++++ Available records ++++

//! On-demand z/x/y vector-tile slicing with a compute-once cache.
//!
//! A `TileIndex` projects a layer into [0,1] web-mercator space once,
//! pre-subdivides it down to `index_max_zoom` (deeper where a tile still
//! holds more than `index_max_points` coordinates), and derives any other
//! tile lazily by clipping down from the nearest built ancestor. Built
//! tiles are immutable and cached forever; the source layer cannot change
//! at serve time, so a full rebuild is the only invalidation.
//!
//! Internally features carry the classic numeric geometry codes
//! (1 = Point, 2 = LineString, 3 = Polygon); they are mapped back to named
//! GeoJSON geometry, in WGS84, at the serving boundary.

mod clip;

use crate::store::StoredFeature;
use geoatlas_types::{Feature, Geometry, JsonObject, Position};
use parking_lot::RwLock;
use rustc_hash::FxHashMap;
use std::f64::consts::PI;
use std::sync::Arc;

/// Tiling parameters.
#[derive(Debug, Clone, Copy, PartialEq, Eq)]
pub struct TileOptions {
    /// Deepest zoom tiles are generated for; requests below reuse the
    /// deepest data.
    pub max_zoom: u8,
    /// Zoom up to which the layer is subdivided eagerly at build time.
    pub index_max_zoom: u8,
    /// Coordinate budget above which a tile is subdivided past
    /// `index_max_zoom` anyway.
    pub index_max_points: usize,
    /// Tile extent in internal pixel units; the buffer is relative to it.
    pub extent: u16,
    /// Clip buffer around each tile in extent units, so features straddling
    /// an edge render without seams.
    pub buffer: u16,
}

impl Default for TileOptions {
    fn default() -> Self {
        Self {
            max_zoom: 20,
            index_max_zoom: 5,
            index_max_points: 100_000,
            extent: 4096,
            buffer: 64,
        }
    }
}

/// Internal geometry type codes.
#[derive(Debug, Clone, Copy, PartialEq, Eq)]
pub enum TileGeomType {
    Point = 1,
    Line = 2,
    Polygon = 3,
}

impl TileGeomType {
    pub fn code(self) -> u8 {
        self as u8
    }
}

/// A feature in projected tile space.
///
/// `rings` is interpreted per kind: for points, one single-coordinate ring
/// per point; for lines, one ring per part; for polygons, the ring list
/// (shells of a MultiPolygon are flattened in, matching the tile format).
#[derive(Debug, Clone)]
pub struct TileFeature {
    pub kind: TileGeomType,
    pub rings: Vec<Vec<Position>>,
    pub tags: JsonObject,
    pub(crate) min: Position,
    pub(crate) max: Position,
}

impl TileFeature {
    /// Build a tile feature, computing its projected bounds. `None` if no
    /// coordinates remain.
    pub(crate) fn new(
        kind: TileGeomType,
        rings: Vec<Vec<Position>>,
        tags: JsonObject,
    ) -> Option<Self> {
        let mut min = [f64::INFINITY; 2];
        let mut max = [f64::NEG_INFINITY; 2];
        for p in rings.iter().flatten() {
            for axis in 0..2 {
                min[axis] = min[axis].min(p[axis]);
                max[axis] = max[axis].max(p[axis]);
            }
        }
        if min[0] > max[0] {
            return None;
        }
        Some(Self {
            kind,
            rings,
            tags,
            min,
            max,
        })
    }

    pub fn num_points(&self) -> usize {
        self.rings.iter().map(Vec::len).sum()
    }
}

/// Project WGS84 degrees into [0,1] web-mercator space.
pub(crate) fn project(lng: f64, lat: f64) -> Position {
    let x = lng / 360.0 + 0.5;
    let sin = lat.to_radians().sin();
    let y = 0.5 - 0.25 * ((1.0 + sin) / (1.0 - sin)).ln() / PI;
    [x, y.clamp(0.0, 1.0)]
}

/// Inverse of `project`.
pub(crate) fn unproject(p: Position) -> Position {
    let lng = (p[0] - 0.5) * 360.0;
    let lat = (PI * (1.0 - 2.0 * p[1])).sinh().atan().to_degrees();
    [lng, lat]
}

fn project_feature(feature: &StoredFeature) -> Option<TileFeature> {
    let project_line = |line: &[Position]| line.iter().map(|&[x, y]| project(x, y)).collect();
    let (kind, rings): (TileGeomType, Vec<Vec<Position>>) = match &feature.geometry {
        Geometry::Point([x, y]) => (TileGeomType::Point, vec![vec![project(*x, *y)]]),
        Geometry::LineString(line) => (TileGeomType::Line, vec![project_line(line)]),
        Geometry::Polygon(rings) => (
            TileGeomType::Polygon,
            rings.iter().map(|r| project_line(r)).collect(),
        ),
        Geometry::MultiPolygon(polys) => (
            TileGeomType::Polygon,
            polys
                .iter()
                .flat_map(|rings| rings.iter().map(|r| project_line(r)))
                .collect(),
        ),
    };
    TileFeature::new(kind, rings, feature.properties.clone())
}

type TileKey = (u8, u32, u32);

#[derive(Debug, Clone)]
struct TileSlot {
    features: Arc<Vec<TileFeature>>,
}

/// Multi-resolution tile index over one layer.
#[derive(Debug)]
pub struct TileIndex {
    opts: TileOptions,
    tiles: RwLock<FxHashMap<TileKey, TileSlot>>,
}

impl TileIndex {
    /// Project the layer and pre-subdivide it.
    pub fn build(features: &[StoredFeature], opts: TileOptions) -> Self {
        let projected: Vec<TileFeature> = features.iter().filter_map(project_feature).collect();
        let index = Self {
            opts,
            tiles: RwLock::new(FxHashMap::default()),
        };
        {
            let mut tiles = index.tiles.write();
            let mut stack: Vec<(TileKey, Vec<TileFeature>)> = vec![((0, 0, 0), projected)];
            while let Some((key, features)) = stack.pop() {
                let (z, x, y) = key;
                let num_points: usize = features.iter().map(TileFeature::num_points).sum();
                let subdivide = !features.is_empty()
                    && z < opts.max_zoom
                    && (z < opts.index_max_zoom || num_points > opts.index_max_points);
                let slot = TileSlot {
                    features: Arc::new(features),
                };
                if subdivide {
                    for (cx, cy) in [(0, 0), (1, 0), (0, 1), (1, 1)] {
                        let child = (z + 1, 2 * x + cx, 2 * y + cy);
                        let clipped = index.clip_to_tile(&slot.features, child);
                        if !clipped.is_empty() {
                            stack.push((child, clipped));
                        }
                    }
                }
                tiles.insert(key, slot);
            }
        }
        index
    }

    /// Fetch (building on demand) the tile at z/x/y.
    ///
    /// Out-of-range coordinates return `None`, never an error. Requests
    /// deeper than `max_zoom` are answered with the deepest generated
    /// data. Memoized per key: concurrent requests for the same missing
    /// tile serialize on the write lock and all but the first hit the
    /// cache.
    pub fn get_tile(&self, z: u8, x: u32, y: u32) -> Option<Arc<Vec<TileFeature>>> {
        let (z, x, y) = if z > self.opts.max_zoom {
            let shift = z - self.opts.max_zoom;
            if shift >= 32 {
                return None;
            }
            (self.opts.max_zoom, x >> shift, y >> shift)
        } else {
            (z, x, y)
        };
        let z2 = 1u64 << z;
        if u64::from(x) >= z2 || u64::from(y) >= z2 {
            return None;
        }

        if let Some(slot) = self.tiles.read().get(&(z, x, y)) {
            return nonempty(slot);
        }

        let mut tiles = self.tiles.write();
        if let Some(slot) = tiles.get(&(z, x, y)) {
            return nonempty(slot);
        }

        // Walk up to the nearest built ancestor, then clip back down the
        // path, caching every intermediate tile.
        let (mut az, mut ax, mut ay) = (z, x, y);
        while az > 0 && !tiles.contains_key(&(az, ax, ay)) {
            az -= 1;
            ax >>= 1;
            ay >>= 1;
        }
        tiles.get(&(az, ax, ay))?;

        for level in (az + 1)..=z {
            let shift = z - level;
            let (cx, cy) = (x >> shift, y >> shift);
            let parent = tiles
                .get(&(level - 1, cx >> 1, cy >> 1))
                .expect("parent built on previous step")
                .clone();
            let clipped = self.clip_to_tile(&parent.features, (level, cx, cy));
            tiles.insert(
                (level, cx, cy),
                TileSlot {
                    features: Arc::new(clipped),
                },
            );
        }
        tiles.get(&(z, x, y)).and_then(nonempty)
    }

    fn clip_to_tile(&self, features: &[TileFeature], (z, x, y): TileKey) -> Vec<TileFeature> {
        let z2 = (1u64 << z) as f64;
        let buf = f64::from(self.opts.buffer) / f64::from(self.opts.extent);
        let clipped_x = clip::clip(
            features,
            0,
            (f64::from(x) - buf) / z2,
            (f64::from(x) + 1.0 + buf) / z2,
        );
        clip::clip(
            &clipped_x,
            1,
            (f64::from(y) - buf) / z2,
            (f64::from(y) + 1.0 + buf) / z2,
        )
    }

    pub fn options(&self) -> &TileOptions {
        &self.opts
    }
}

fn nonempty(slot: &TileSlot) -> Option<Arc<Vec<TileFeature>>> {
    if slot.features.is_empty() {
        None
    } else {
        Some(slot.features.clone())
    }
}

/// Map tile features back to named GeoJSON geometry in WGS84.
///
/// Line features clipped into several parts become one LineString feature
/// per part; point features one Point per coordinate; polygon rings stay
/// together as one Polygon.
pub fn to_features(features: &[TileFeature]) -> Vec<Feature> {
    let unproject_ring = |ring: &Vec<Position>| -> Vec<Position> {
        ring.iter().map(|&p| unproject(p)).collect()
    };
    let mut out = Vec::new();
    for feature in features {
        match feature.kind {
            TileGeomType::Point => {
                for ring in &feature.rings {
                    for &p in ring {
                        out.push(Feature::without_id(
                            Geometry::Point(unproject(p)),
                            feature.tags.clone(),
                        ));
                    }
                }
            }
            TileGeomType::Line => {
                for part in &feature.rings {
                    out.push(Feature::without_id(
                        Geometry::LineString(unproject_ring(part)),
                        feature.tags.clone(),
                    ));
                }
            }
            TileGeomType::Polygon => {
                out.push(Feature::without_id(
                    Geometry::Polygon(feature.rings.iter().map(unproject_ring).collect()),
                    feature.tags.clone(),
                ));
            }
        }
    }
    out
}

++++

**Your assignment:** Reproduce word for word the lines of the records above, beginning at the first and ending with the line where "a tile still" appears, and nothing past it.

**Your solution:**
//! On-demand z/x/y vector-tile slicing with a compute-once cache.
//!
//! A `TileIndex` projects a layer into [0,1] web-mercator space once,
//! pre-subdivides it down to `index_max_zoom` (deeper where a tile still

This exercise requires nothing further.